Hi! I have been trying to find some information on coccidia and my searches have not turned up what I am looking for. I have heard that the book "Amphibian Medicine and Husbandry" has several informative pages devoted to it but whoever has checked out from the university library does not seem to want to return it. There seem to be tons of references to it and its effects on livestock but not amphibians. So my question is can anyone point me to an article or thread? I would like to know what the symptoms are and in the long run can they leave normal lives? Do they require weekly/daily medication to suppress it? Is this like froggy AIDS (in terms of a chronic disease that can shift into overdrive when a frog develops another malady)? Can they reproduce or will the tadpoles also be infected? I have a whites tree frog that has something going on and I have not done a fecal yet. I know it isn't a dart frog but I assume that it will have a similar effect on tree frogs. Thanks for your time!

eve s.


----------



## bbrock (May 20, 2004)

These are very good questions. There was a very in depth debate over this subject on frognet so you could search the archives. It was sometime this past winter.


----------



## Keroppi (Nov 23, 2004)

Thanks for posting! I have not joined frognet but this is a good motivator...thanks for pointing me in the right direction!

eve s.


----------



## OneSmallFrog (Apr 27, 2005)

*Frognet*

FYI, you don't have to join frognet to read the archives:

http://listserver.dreamhost.com/piperma ... ognet.org/


----------



## v_traves (May 14, 2005)

*Treatment?*

I have heard coccidia is untreatable in frogs? Is this true? I work at a veterinary clinic and we use Albon to treat it in dogs and cats. It works extremely well. Is sulfadimethoxine toxic to frogs? Just curious.


----------



## Ed (Sep 19, 2004)

It sort of depends on your definition of treatment. According to the literature, you can decrease or stop the general active shedding of coccidia in anurans but if the frogs that have stopped shedding are necropsied infection is readily detected on histopath.

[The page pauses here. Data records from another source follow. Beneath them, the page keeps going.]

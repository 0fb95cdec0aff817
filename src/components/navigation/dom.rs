//! Binds the navigation to the host page's buttons and panels.

use std::collections::HashMap;
use std::rc::Rc;

use log::{debug, info};
use wasm_bindgen::JsCast;
use wasm_bindgen::prelude::*;
use web_sys::{Document, Element, HtmlElement};

use super::controller::{NavigationController, NavigationSurface};
use super::machine::{ButtonId, NavigationState, PanelId, Timing};
use crate::config::PortfolioConfig;
use crate::host;
use crate::scheduler::Timers;

const ACTIVE: &str = "active";
const INACTIVE_BUTTON: &str = "nav-btn-inactive";
const HIDDEN: &str = "hidden";
const FADE_OUT: &str = "fade-out";

/// What the class protocol needs from a button or panel element.
pub trait NavElement {
	/// Add a class.
	fn add_class(&self, class: &str);
	/// Remove a class.
	fn remove_class(&self, class: &str);
	/// Read layout, flushing pending style changes.
	fn force_layout(&self);
	/// Whether the element fits inside the viewport vertically.
	fn fully_visible(&self) -> bool;
	/// Smooth-scroll the element to the top of the viewport.
	fn scroll_to_start(&self);
}

impl NavElement for HtmlElement {
	fn add_class(&self, class: &str) {
		host::add_class(self, class);
	}

	fn remove_class(&self, class: &str) {
		host::remove_class(self, class);
	}

	fn force_layout(&self) {
		let _ = self.offset_height();
	}

	fn fully_visible(&self) -> bool {
		host::fully_in_viewport(self)
	}

	fn scroll_to_start(&self) {
		host::scroll_to_start(self);
	}
}

/// Navigation buttons and content panels of the page.
pub struct DomNavigation<E: NavElement = HtmlElement> {
	buttons: Vec<E>,
	panels: HashMap<PanelId, E>,
}

impl<E: NavElement> DomNavigation<E> {
	/// Buttons in `ButtonId` order and panels keyed by id.
	pub fn new(buttons: Vec<E>, panels: HashMap<PanelId, E>) -> Self {
		Self { buttons, panels }
	}

	fn panel(&self, id: &str) -> Option<&E> {
		self.panels.get(id)
	}
}

impl<E: NavElement> NavigationSurface for DomNavigation<E> {
	fn set_button_active(&self, button: ButtonId, active: bool) {
		let Some(element) = self.buttons.get(button.0) else {
			return;
		};
		if active {
			element.remove_class(INACTIVE_BUTTON);
			element.add_class(ACTIVE);
		} else {
			element.remove_class(ACTIVE);
			element.add_class(INACTIVE_BUTTON);
		}
	}

	fn fade_out_panel(&self, panel: &str) {
		if let Some(element) = self.panel(panel) {
			element.add_class(FADE_OUT);
		}
	}

	fn hide_panel(&self, panel: &str) {
		if let Some(element) = self.panel(panel) {
			element.remove_class(ACTIVE);
			element.remove_class(FADE_OUT);
			element.add_class(HIDDEN);
		}
	}

	fn show_panel(&self, panel: &str) {
		if let Some(element) = self.panel(panel) {
			element.remove_class(HIDDEN);
			// Layout read between unhide and `active`, or the fade-in is skipped.
			element.force_layout();
			element.add_class(ACTIVE);
		}
	}

	fn reveal_panel(&self, panel: &str) {
		if let Some(element) = self.panel(panel) {
			if !element.fully_visible() {
				element.scroll_to_start();
			}
		}
	}
}

/// Collect buttons and panels, style the initial tab and listen for clicks.
/// `None` if the page has no navigation buttons.
pub fn mount_navigation(
	document: &Document,
	config: &PortfolioConfig,
	timers: Rc<dyn Timers>,
) -> Option<Rc<NavigationController<DomNavigation>>> {
	let selectors = &config.selectors;
	let buttons = host::query_all(document, &selectors.nav_button);
	let Some(first_button) = buttons.first().cloned() else {
		debug!(
			"portfolio-motion: no {} elements, skipping navigation",
			selectors.nav_button
		);
		return None;
	};

	let panel_elements = host::query_all(document, &selectors.content_panel);
	let initial_panel = panel_elements
		.iter()
		.find(|p| !host::has_class(p, HIDDEN))
		.map(|p| p.id())
		.filter(|id| !id.is_empty());
	let initial_button = buttons
		.iter()
		.position(|b| host::has_class(b, ACTIVE))
		.map(ButtonId);
	let targets: Vec<PanelId> = buttons
		.iter()
		.map(|b| b.get_attribute(&selectors.target_attribute).unwrap_or_default())
		.collect();
	let panels: HashMap<PanelId, HtmlElement> = panel_elements
		.into_iter()
		.map(|p| (p.id(), p))
		.filter(|(id, _)| !id.is_empty())
		.collect();

	let state = NavigationState::new(
		panels.keys().cloned(),
		targets,
		initial_panel,
		initial_button,
		Timing::from(&config.navigation),
	);
	info!(
		"portfolio-motion: navigation over {} buttons, {} panels, initial {:?}",
		state.buttons(),
		panels.len(),
		state.active_panel()
	);

	let controller = NavigationController::new(state, DomNavigation::new(buttons, panels), timers);
	controller.bootstrap();

	let container: Element = first_button
		.closest("nav")
		.ok()
		.flatten()
		.or_else(|| first_button.parent_element())?;
	let (on_click_controller, button_selector) =
		(Rc::clone(&controller), selectors.nav_button.clone());
	let on_click = Closure::<dyn FnMut(web_sys::Event)>::new(move |event: web_sys::Event| {
		let Some(clicked) = event
			.target()
			.and_then(|t| t.dyn_into::<Element>().ok())
			.and_then(|t| t.closest(&button_selector).ok().flatten())
		else {
			return;
		};
		let clicked: &JsValue = clicked.as_ref();
		let index = on_click_controller
			.surface()
			.buttons
			.iter()
			.position(|b| AsRef::<JsValue>::as_ref(b) == clicked);
		if let Some(index) = index {
			on_click_controller.select(ButtonId(index));
		}
	});
	host::listen(&container, "click", on_click);

	Some(controller)
}

#[cfg(test)]
mod tests {
	use std::cell::{Cell, RefCell};

	use super::*;
	use crate::scheduler::testing::ManualTimers;

	/// Element that appends every operation to a log shared with the test.
	struct FakeElement {
		name: &'static str,
		log: Rc<RefCell<Vec<String>>>,
		visible: Cell<bool>,
	}

	impl FakeElement {
		fn new(name: &'static str, log: &Rc<RefCell<Vec<String>>>) -> Self {
			Self {
				name,
				log: Rc::clone(log),
				visible: Cell::new(true),
			}
		}

		fn record(&self, op: String) {
			self.log.borrow_mut().push(format!("{} {}", self.name, op));
		}
	}

	impl NavElement for FakeElement {
		fn add_class(&self, class: &str) {
			self.record(format!("+{class}"));
		}

		fn remove_class(&self, class: &str) {
			self.record(format!("-{class}"));
		}

		fn force_layout(&self) {
			self.record("layout".into());
		}

		fn fully_visible(&self) -> bool {
			self.visible.get()
		}

		fn scroll_to_start(&self) {
			self.record("scroll".into());
		}
	}

	fn page(log: &Rc<RefCell<Vec<String>>>) -> DomNavigation<FakeElement> {
		let panels = ["a", "b"]
			.into_iter()
			.map(|id| (id.to_string(), FakeElement::new(id, log)))
			.collect();
		DomNavigation::new(
			vec![FakeElement::new("btn0", log), FakeElement::new("btn1", log)],
			panels,
		)
	}

	fn ops(log: &Rc<RefCell<Vec<String>>>) -> Vec<String> {
		std::mem::take(&mut *log.borrow_mut())
	}

	#[test]
	fn show_unhides_then_reads_layout_then_activates() {
		let log = Rc::new(RefCell::new(Vec::new()));
		page(&log).show_panel("b");
		assert_eq!(ops(&log), ["b -hidden", "b layout", "b +active"]);
	}

	#[test]
	fn hide_clears_marks_before_hiding() {
		let log = Rc::new(RefCell::new(Vec::new()));
		page(&log).hide_panel("a");
		assert_eq!(ops(&log), ["a -active", "a -fade-out", "a +hidden"]);
	}

	#[test]
	fn reveal_scrolls_only_when_out_of_view() {
		let log = Rc::new(RefCell::new(Vec::new()));
		let nav = page(&log);

		nav.reveal_panel("b");
		assert!(ops(&log).is_empty());

		nav.panels["b"].visible.set(false);
		nav.reveal_panel("b");
		assert_eq!(ops(&log), ["b scroll"]);
	}

	#[test]
	fn button_styles_swap_between_active_and_inactive() {
		let log = Rc::new(RefCell::new(Vec::new()));
		let nav = page(&log);
		nav.set_button_active(ButtonId(1), true);
		nav.set_button_active(ButtonId(0), false);
		assert_eq!(
			ops(&log),
			["btn1 -nav-btn-inactive", "btn1 +active", "btn0 -active", "btn0 +nav-btn-inactive"]
		);
	}

	#[test]
	fn unknown_ids_touch_nothing() {
		let log = Rc::new(RefCell::new(Vec::new()));
		let nav = page(&log);
		nav.show_panel("missing");
		nav.set_button_active(ButtonId(7), true);
		assert!(ops(&log).is_empty());
	}

	#[test]
	fn switch_runs_the_class_protocol_in_order() {
		let log = Rc::new(RefCell::new(Vec::new()));
		let timers = Rc::new(ManualTimers::default());
		let nav = page(&log);
		nav.panels["b"].visible.set(false);
		let state = NavigationState::new(
			["a", "b"].map(String::from),
			vec!["a".into(), "b".into()],
			Some("a".into()),
			Some(ButtonId(0)),
			Timing::default(),
		);
		let controller = NavigationController::new(state, nav, timers.clone());

		controller.select(ButtonId(1));
		assert_eq!(
			ops(&log),
			[
				"btn0 -active",
				"btn0 +nav-btn-inactive",
				"btn1 -nav-btn-inactive",
				"btn1 +active",
				"a +fade-out",
			]
		);

		timers.advance(250);
		assert_eq!(
			ops(&log),
			[
				"a -active",
				"a -fade-out",
				"a +hidden",
				"b -hidden",
				"b layout",
				"b +active",
				"b scroll",
			]
		);

		timers.advance(400);
		assert!(ops(&log).is_empty());
		assert!(!controller.is_transitioning());
	}
}
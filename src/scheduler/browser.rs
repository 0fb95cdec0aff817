//! `window`-backed schedulers.
//!
//! Callbacks are handed to the browser as one-shot closures; wasm-bindgen frees
//! them after they run. A cancelled closure is never invoked and stays leaked,
//! which only happens on loop restarts and debounce resets.

use js_sys::Function;
use log::warn;
use wasm_bindgen::JsCast;
use wasm_bindgen::prelude::*;
use web_sys::Window;

use super::{FrameHandle, FrameScheduler, TimerHandle, Timers};

/// `requestAnimationFrame` / `cancelAnimationFrame`.
pub struct BrowserFrames {
	window: Window,
}

impl BrowserFrames {
	/// Bind to the global window. `None` outside a browser context.
	pub fn new() -> Option<Self> {
		Some(Self {
			window: web_sys::window()?,
		})
	}
}

impl FrameScheduler for BrowserFrames {
	fn request_frame(&self, callback: Box<dyn FnOnce()>) -> Option<FrameHandle> {
		let closure = Closure::once_into_js(move || callback());
		let function: &Function = closure.unchecked_ref();
		match self.window.request_animation_frame(function) {
			Ok(id) => Some(FrameHandle::new(id)),
			Err(e) => {
				warn!("portfolio-motion: requestAnimationFrame failed: {:?}", e);
				None
			}
		}
	}

	fn cancel_frame(&self, handle: FrameHandle) {
		let _ = self.window.cancel_animation_frame(handle.id());
	}
}

/// `setTimeout` / `clearTimeout`.
pub struct BrowserTimers {
	window: Window,
}

impl BrowserTimers {
	/// Bind to the global window. `None` outside a browser context.
	pub fn new() -> Option<Self> {
		Some(Self {
			window: web_sys::window()?,
		})
	}
}

impl Timers for BrowserTimers {
	fn set_timeout(&self, delay_ms: u32, callback: Box<dyn FnOnce()>) -> Option<TimerHandle> {
		let closure = Closure::once_into_js(move || callback());
		let function: &Function = closure.unchecked_ref();
		let delay = i32::try_from(delay_ms).unwrap_or(i32::MAX);
		match self
			.window
			.set_timeout_with_callback_and_timeout_and_arguments_0(function, delay)
		{
			Ok(id) => Some(TimerHandle::new(id)),
			Err(e) => {
				warn!("portfolio-motion: setTimeout failed: {:?}", e);
				None
			}
		}
	}

	fn clear_timeout(&self, handle: TimerHandle) {
		self.window.clear_timeout_with_handle(handle.id());
	}
}
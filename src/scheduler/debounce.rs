//! Trailing-edge debounce.

use std::cell::{Cell, RefCell};
use std::rc::Rc;

use log::warn;

use super::{TimerHandle, Timers};

/// Collapses a burst of triggers into one call of `action`, fired once no
/// trigger has arrived for `quiet_ms`.
///
/// Each trigger clears the pending timeout and arms a fresh one. If the host
/// refuses the timeout, `action` runs right away. Clones share the same
/// pending timer and action.
#[derive(Clone)]
pub struct Debouncer {
	timers: Rc<dyn Timers>,
	quiet_ms: u32,
	pending: Rc<Cell<Option<TimerHandle>>>,
	action: Rc<RefCell<dyn FnMut()>>,
}

impl Debouncer {
	/// Debouncer running `action` after `quiet_ms` without triggers.
	pub fn new(timers: Rc<dyn Timers>, quiet_ms: u32, action: impl FnMut() + 'static) -> Self {
		Self {
			timers,
			quiet_ms,
			pending: Rc::new(Cell::new(None)),
			action: Rc::new(RefCell::new(action)),
		}
	}

	/// Restart the quiet window.
	pub fn trigger(&self) {
		self.cancel();
		let (pending, action) = (Rc::clone(&self.pending), Rc::clone(&self.action));
		let handle = self.timers.set_timeout(
			self.quiet_ms,
			Box::new(move || {
				pending.set(None);
				(&mut *action.borrow_mut())();
			}),
		);
		if handle.is_none() {
			warn!("portfolio-motion: could not arm debounce timer, running now");
			(&mut *self.action.borrow_mut())();
			return;
		}
		self.pending.set(handle);
	}

	/// Drop the pending call, if any.
	pub fn cancel(&self) {
		if let Some(handle) = self.pending.take() {
			self.timers.clear_timeout(handle);
		}
	}

	/// Whether a call is armed.
	pub fn is_pending(&self) -> bool {
		self.pending.get().is_some()
	}
}
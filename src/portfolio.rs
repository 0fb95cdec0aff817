//! Page-level wiring of the three components.

use std::rc::Rc;

use log::warn;
use web_sys::Document;

use crate::components::navigation::{DomNavigation, NavigationController, mount_navigation};
use crate::components::orbit::{OrbitMount, mount_orbit};
use crate::components::particles::mount_particles;
use crate::config::PortfolioConfig;
use crate::scheduler::{BrowserFrames, BrowserTimers, FrameScheduler, Timers};

/// Everything started on the page. Each part is `None` when its markup is missing.
pub struct Portfolio {
	/// Number of particles inserted.
	pub particles: Option<usize>,
	/// Orbit animation.
	pub orbit: Option<OrbitMount>,
	/// Tab navigation.
	pub navigation: Option<Rc<NavigationController<DomNavigation>>>,
}

impl Portfolio {
	/// Start every component whose host elements are present.
	pub fn mount(document: &Document, config: &PortfolioConfig) -> Option<Self> {
		let (Some(frames), Some(timers)) = (BrowserFrames::new(), BrowserTimers::new()) else {
			warn!("portfolio-motion: no window, nothing to animate");
			return None;
		};
		let frames: Rc<dyn FrameScheduler> = Rc::new(frames);
		let timers: Rc<dyn Timers> = Rc::new(timers);

		Some(Self {
			particles: mount_particles(document, config),
			orbit: mount_orbit(document, config, frames, Rc::clone(&timers)),
			navigation: mount_navigation(document, config, timers),
		})
	}

	/// Keep the components alive for the rest of the page's life.
	pub fn keep_alive(self) {
		std::mem::forget(self);
	}
}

So an infected frog is always an infected frog and active shedding is basically managed. 


Ed


----------



## elmoisfive (Dec 31, 2004)

*Re: Treatment?*



v_traves said:


> I have heard coccidia is untreatable in frogs? Is this true? I work at a veterinary clinic and we use Albon to treat it in dogs and cats. It works extremely well. Is sulfadimethoxine toxic to frogs? Just curious.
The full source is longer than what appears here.